▶ **Saved entries**:
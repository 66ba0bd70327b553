use std::io;

use anyhow::Result;
use tracing::instrument;

use crate::cli::ui::Painter;
use crate::cli::{Command, FakeArgs, LogLevel, OutputFormat};
use crate::telemetry;
use crate::terminal::{SystemTerminalClient, TerminalClient};

const SERVICE_NAME: &str = "hughes";

/// Runs a CLI command against the real process terminal.
///
/// ```
/// # async fn run() -> anyhow::Result<()> {
/// use clap::Parser;
///
/// let args = hughes::Args::try_parse_from(["hughes", "detect", "WD_E8_0001"])?;
/// let (command, maybe_fake_args) = args.into_command_and_fake_args();
/// let mut out = Vec::new();
/// hughes::run(command, &mut out, maybe_fake_args).await?;
/// # Ok(())
/// # }
/// ```
///
/// # Errors
///
/// Returns an error if tracing initialisation fails, BLE interaction fails,
/// decoding fails, or output writing fails.
pub async fn run<W>(command: Command, out: &mut W, fake: Option<FakeArgs>) -> Result<()>
where
    W: io::Write,
{
    run_with_log_level(command, out, fake, None, None).await
}

/// Runs a CLI command with explicit log-level and output-format overrides.
///
/// # Errors
///
/// See [`run`].
pub async fn run_with_log_level<W>(
    command: Command,
    out: &mut W,
    fake: Option<FakeArgs>,
    log_level: Option<LogLevel>,
    output_format: Option<OutputFormat>,
) -> Result<()>
where
    W: io::Write,
{
    run_with_clients_and_log_level(
        command,
        out,
        &SystemTerminalClient,
        fake,
        log_level,
        output_format,
    )
    .await
}

/// Runs a CLI command with an injected terminal client and explicit settings.
///
/// Without an explicit output format, output is pretty on a terminal and
/// JSON lines otherwise.
///
/// ```
/// # async fn run() -> anyhow::Result<()> {
/// use clap::Parser;
///
/// struct FakeTerminal;
/// impl hughes::TerminalClient for FakeTerminal {
///     fn stdout_is_terminal(&self) -> bool { false }
///     fn stderr_is_terminal(&self) -> bool { false }
/// }
///
/// let args = hughes::Args::try_parse_from([
///     "hughes",
///     "--log-level",
///     "debug",
///     "decode",
///     "--generation",
///     "gen2",
///     "247C2740 01 01 02 00 00 7121",
/// ])?;
/// let log_level = args.log_level();
/// let output_format = args.output_format();
/// let (command, maybe_fake_args) = args.into_command_and_fake_args();
/// let mut out = Vec::new();
/// hughes::run_with_clients_and_log_level(
///     command,
///     &mut out,
///     &FakeTerminal,
///     maybe_fake_args,
///     log_level,
///     output_format,
/// ).await?;
/// # Ok(())
/// # }
/// ```
///
/// # Errors
///
/// See [`run`].
#[instrument(
    skip(command, out, terminal_client, fake),
    level = "info",
    fields(command = %command.name(), fake = fake.is_some(), ?log_level)
)]
pub async fn run_with_clients_and_log_level<W>(
    command: Command,
    out: &mut W,
    terminal_client: &dyn TerminalClient,
    fake: Option<FakeArgs>,
    log_level: Option<LogLevel>,
    output_format: Option<OutputFormat>,
) -> Result<()>
where
    W: io::Write,
{
    telemetry::initialise_tracing(
        SERVICE_NAME,
        terminal_client.stderr_is_terminal(),
        log_level.map(LogLevel::as_level_filter),
    )?;

    let interactive = terminal_client.stdout_is_terminal();
    let output_format = output_format.unwrap_or(if interactive {
        OutputFormat::Pretty
    } else {
        OutputFormat::Json
    });
    let painter = Painter::new(interactive);

    match command {
        Command::Detect(args) => crate::cli::detect::run(&args, out, &painter, output_format),
        Command::Decode(args) => crate::cli::decode::run(&args, out, &painter, output_format),
        Command::Listen(args) => {
            crate::cli::listen::run(&args, fake, out, &painter, output_format).await
        }
        Command::Control(args) => {
            crate::cli::control::run(&args, fake, out, &painter, output_format).await
        }
    }
}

▶ **Assignment**: Using the records given above, list every line that includes the word "await".

▶ **Solution to the problem**:
/// hughes::run(command, &mut out, maybe_fake_args).await?;
    run_with_log_level(command, out, fake, None, None).await
    .await
/// ).await?;
            crate::cli::listen::run(&args, fake, out, &painter, output_format).await
            crate::cli::control::run(&args, fake, out, &painter, output_format).await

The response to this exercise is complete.